◆ Work required ◆
Across the records below, count every line that contains the string "const", then report the count alone.

(Records from a dataset)
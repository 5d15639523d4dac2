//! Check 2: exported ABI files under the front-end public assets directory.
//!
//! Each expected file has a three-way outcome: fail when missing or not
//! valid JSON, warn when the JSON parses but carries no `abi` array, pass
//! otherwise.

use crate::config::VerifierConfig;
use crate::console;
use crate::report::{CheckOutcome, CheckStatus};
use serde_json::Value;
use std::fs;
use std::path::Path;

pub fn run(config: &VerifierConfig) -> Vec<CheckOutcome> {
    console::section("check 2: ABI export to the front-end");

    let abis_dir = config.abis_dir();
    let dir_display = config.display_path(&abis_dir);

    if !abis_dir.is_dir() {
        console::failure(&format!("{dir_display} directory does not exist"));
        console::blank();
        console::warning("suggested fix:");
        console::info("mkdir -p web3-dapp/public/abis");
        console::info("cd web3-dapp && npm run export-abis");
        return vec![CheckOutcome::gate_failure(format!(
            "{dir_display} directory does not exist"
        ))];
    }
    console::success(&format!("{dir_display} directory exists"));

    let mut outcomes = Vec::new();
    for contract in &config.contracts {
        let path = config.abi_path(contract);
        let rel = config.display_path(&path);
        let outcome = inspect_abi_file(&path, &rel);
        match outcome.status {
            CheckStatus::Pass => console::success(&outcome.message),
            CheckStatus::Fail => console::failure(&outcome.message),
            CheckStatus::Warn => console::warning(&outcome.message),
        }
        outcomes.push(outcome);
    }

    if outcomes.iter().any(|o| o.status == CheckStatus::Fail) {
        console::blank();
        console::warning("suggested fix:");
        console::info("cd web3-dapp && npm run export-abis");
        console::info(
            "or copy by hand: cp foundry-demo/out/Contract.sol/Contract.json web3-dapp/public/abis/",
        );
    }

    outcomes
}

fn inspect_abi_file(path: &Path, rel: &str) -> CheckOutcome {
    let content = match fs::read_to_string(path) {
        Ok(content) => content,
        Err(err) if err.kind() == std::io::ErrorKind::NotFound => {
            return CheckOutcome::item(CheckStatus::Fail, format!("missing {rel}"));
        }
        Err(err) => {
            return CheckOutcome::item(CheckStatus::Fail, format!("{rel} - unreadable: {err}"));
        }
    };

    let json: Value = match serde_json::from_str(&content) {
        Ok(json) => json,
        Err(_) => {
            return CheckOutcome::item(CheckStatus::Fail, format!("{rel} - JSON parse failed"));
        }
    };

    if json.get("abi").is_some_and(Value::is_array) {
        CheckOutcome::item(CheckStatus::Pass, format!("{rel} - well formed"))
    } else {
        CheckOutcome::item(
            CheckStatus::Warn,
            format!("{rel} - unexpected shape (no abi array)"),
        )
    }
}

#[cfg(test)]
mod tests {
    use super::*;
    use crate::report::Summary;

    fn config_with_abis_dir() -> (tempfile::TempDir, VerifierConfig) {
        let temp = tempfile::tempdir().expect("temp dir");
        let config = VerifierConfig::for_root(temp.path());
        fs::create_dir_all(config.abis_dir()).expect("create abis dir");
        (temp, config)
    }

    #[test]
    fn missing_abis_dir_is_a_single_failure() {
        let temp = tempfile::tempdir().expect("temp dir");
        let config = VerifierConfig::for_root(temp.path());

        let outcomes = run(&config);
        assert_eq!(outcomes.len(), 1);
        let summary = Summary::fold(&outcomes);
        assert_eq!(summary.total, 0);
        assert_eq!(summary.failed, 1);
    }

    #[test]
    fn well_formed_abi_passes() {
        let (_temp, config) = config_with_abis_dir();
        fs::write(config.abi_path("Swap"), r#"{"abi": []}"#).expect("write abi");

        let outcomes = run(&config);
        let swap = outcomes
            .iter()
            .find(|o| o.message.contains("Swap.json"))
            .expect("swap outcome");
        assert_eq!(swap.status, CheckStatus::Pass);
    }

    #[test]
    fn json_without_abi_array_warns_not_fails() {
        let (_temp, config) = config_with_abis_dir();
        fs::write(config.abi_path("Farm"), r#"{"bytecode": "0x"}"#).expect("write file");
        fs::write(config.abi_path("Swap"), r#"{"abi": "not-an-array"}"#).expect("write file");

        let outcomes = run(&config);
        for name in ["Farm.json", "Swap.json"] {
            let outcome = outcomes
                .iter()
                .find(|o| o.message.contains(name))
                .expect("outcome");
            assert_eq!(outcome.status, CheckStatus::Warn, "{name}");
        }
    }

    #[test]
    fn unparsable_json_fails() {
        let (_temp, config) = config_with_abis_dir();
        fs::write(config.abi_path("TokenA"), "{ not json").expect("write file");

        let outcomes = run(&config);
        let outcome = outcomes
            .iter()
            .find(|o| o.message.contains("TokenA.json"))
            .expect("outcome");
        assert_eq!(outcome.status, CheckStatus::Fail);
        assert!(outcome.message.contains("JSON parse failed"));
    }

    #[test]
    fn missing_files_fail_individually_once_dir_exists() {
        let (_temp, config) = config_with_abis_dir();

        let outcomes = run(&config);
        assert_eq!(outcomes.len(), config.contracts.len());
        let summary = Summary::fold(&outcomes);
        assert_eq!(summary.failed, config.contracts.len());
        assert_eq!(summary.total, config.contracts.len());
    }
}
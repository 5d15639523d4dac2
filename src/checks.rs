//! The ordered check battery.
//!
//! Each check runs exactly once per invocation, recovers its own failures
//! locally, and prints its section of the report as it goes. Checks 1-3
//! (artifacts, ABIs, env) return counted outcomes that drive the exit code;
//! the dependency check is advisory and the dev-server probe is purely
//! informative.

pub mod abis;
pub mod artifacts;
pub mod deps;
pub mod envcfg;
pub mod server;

==

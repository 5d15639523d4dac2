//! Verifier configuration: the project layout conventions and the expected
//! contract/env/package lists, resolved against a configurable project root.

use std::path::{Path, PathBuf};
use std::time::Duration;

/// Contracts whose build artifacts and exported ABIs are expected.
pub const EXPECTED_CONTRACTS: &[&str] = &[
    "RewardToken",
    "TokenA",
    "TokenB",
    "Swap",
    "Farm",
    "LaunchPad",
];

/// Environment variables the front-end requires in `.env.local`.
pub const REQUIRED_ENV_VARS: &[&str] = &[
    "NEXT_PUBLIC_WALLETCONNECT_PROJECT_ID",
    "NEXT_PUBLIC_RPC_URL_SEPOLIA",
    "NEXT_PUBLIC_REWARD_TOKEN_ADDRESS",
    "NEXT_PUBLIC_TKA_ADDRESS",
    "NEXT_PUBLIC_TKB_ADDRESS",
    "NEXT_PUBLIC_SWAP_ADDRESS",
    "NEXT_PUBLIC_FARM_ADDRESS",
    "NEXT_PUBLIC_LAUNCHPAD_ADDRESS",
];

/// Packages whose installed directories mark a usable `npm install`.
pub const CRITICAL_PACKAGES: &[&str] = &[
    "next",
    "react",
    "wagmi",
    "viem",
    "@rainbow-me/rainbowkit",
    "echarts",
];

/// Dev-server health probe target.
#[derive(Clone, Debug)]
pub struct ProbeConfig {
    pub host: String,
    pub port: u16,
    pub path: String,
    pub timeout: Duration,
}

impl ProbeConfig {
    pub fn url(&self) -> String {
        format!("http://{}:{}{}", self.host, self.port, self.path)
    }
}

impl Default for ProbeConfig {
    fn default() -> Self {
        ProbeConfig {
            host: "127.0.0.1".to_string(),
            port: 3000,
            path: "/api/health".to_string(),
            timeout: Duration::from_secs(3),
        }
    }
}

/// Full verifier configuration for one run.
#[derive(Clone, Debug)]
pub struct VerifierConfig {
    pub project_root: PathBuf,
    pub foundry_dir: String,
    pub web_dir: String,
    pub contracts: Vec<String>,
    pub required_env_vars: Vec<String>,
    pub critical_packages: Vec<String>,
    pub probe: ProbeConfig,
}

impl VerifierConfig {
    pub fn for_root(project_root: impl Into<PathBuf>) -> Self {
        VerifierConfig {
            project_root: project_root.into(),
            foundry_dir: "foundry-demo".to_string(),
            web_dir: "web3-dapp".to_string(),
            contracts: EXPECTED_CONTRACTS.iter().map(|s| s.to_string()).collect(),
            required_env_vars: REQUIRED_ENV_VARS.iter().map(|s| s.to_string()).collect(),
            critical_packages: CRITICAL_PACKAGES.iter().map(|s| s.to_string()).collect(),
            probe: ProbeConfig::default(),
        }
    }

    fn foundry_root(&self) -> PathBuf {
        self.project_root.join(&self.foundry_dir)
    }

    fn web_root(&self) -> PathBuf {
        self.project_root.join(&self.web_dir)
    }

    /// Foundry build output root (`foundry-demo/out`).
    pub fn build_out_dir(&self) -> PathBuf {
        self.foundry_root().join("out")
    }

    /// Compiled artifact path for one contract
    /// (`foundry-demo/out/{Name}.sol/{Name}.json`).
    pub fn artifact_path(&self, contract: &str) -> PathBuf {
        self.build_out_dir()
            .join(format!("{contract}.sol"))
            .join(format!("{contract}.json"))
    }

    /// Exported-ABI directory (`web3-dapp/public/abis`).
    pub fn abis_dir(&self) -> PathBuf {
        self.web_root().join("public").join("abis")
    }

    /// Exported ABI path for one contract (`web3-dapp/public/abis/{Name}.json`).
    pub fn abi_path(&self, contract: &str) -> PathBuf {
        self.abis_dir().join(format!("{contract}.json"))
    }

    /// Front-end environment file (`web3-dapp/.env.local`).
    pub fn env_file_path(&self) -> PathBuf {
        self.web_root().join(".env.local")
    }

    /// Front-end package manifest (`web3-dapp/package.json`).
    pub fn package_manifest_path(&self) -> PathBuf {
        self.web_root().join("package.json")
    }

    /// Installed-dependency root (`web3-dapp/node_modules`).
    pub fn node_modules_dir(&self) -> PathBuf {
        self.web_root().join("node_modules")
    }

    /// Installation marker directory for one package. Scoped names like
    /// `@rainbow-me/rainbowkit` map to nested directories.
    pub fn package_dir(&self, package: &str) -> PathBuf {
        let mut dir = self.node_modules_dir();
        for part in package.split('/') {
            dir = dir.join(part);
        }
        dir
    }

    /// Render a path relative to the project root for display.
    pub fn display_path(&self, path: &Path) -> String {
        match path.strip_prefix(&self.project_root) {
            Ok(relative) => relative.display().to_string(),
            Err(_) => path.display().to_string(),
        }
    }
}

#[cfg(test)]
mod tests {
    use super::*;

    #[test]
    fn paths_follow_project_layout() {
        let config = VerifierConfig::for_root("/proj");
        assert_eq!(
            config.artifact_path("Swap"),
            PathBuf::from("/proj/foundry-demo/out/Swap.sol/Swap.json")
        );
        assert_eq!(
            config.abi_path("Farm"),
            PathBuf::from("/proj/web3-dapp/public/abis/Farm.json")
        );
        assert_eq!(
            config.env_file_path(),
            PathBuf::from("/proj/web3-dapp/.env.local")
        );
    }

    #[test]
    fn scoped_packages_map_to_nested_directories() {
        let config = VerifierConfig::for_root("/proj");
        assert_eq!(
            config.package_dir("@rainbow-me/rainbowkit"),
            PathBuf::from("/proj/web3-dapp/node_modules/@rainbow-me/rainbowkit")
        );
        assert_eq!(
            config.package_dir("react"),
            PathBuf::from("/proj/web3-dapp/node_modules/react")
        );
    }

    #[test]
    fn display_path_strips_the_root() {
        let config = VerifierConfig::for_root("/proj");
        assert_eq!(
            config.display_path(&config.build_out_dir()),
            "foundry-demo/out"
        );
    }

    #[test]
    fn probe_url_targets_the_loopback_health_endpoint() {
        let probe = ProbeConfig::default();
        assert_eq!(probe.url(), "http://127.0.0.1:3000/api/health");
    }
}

◆ Response for this exercise ◆
3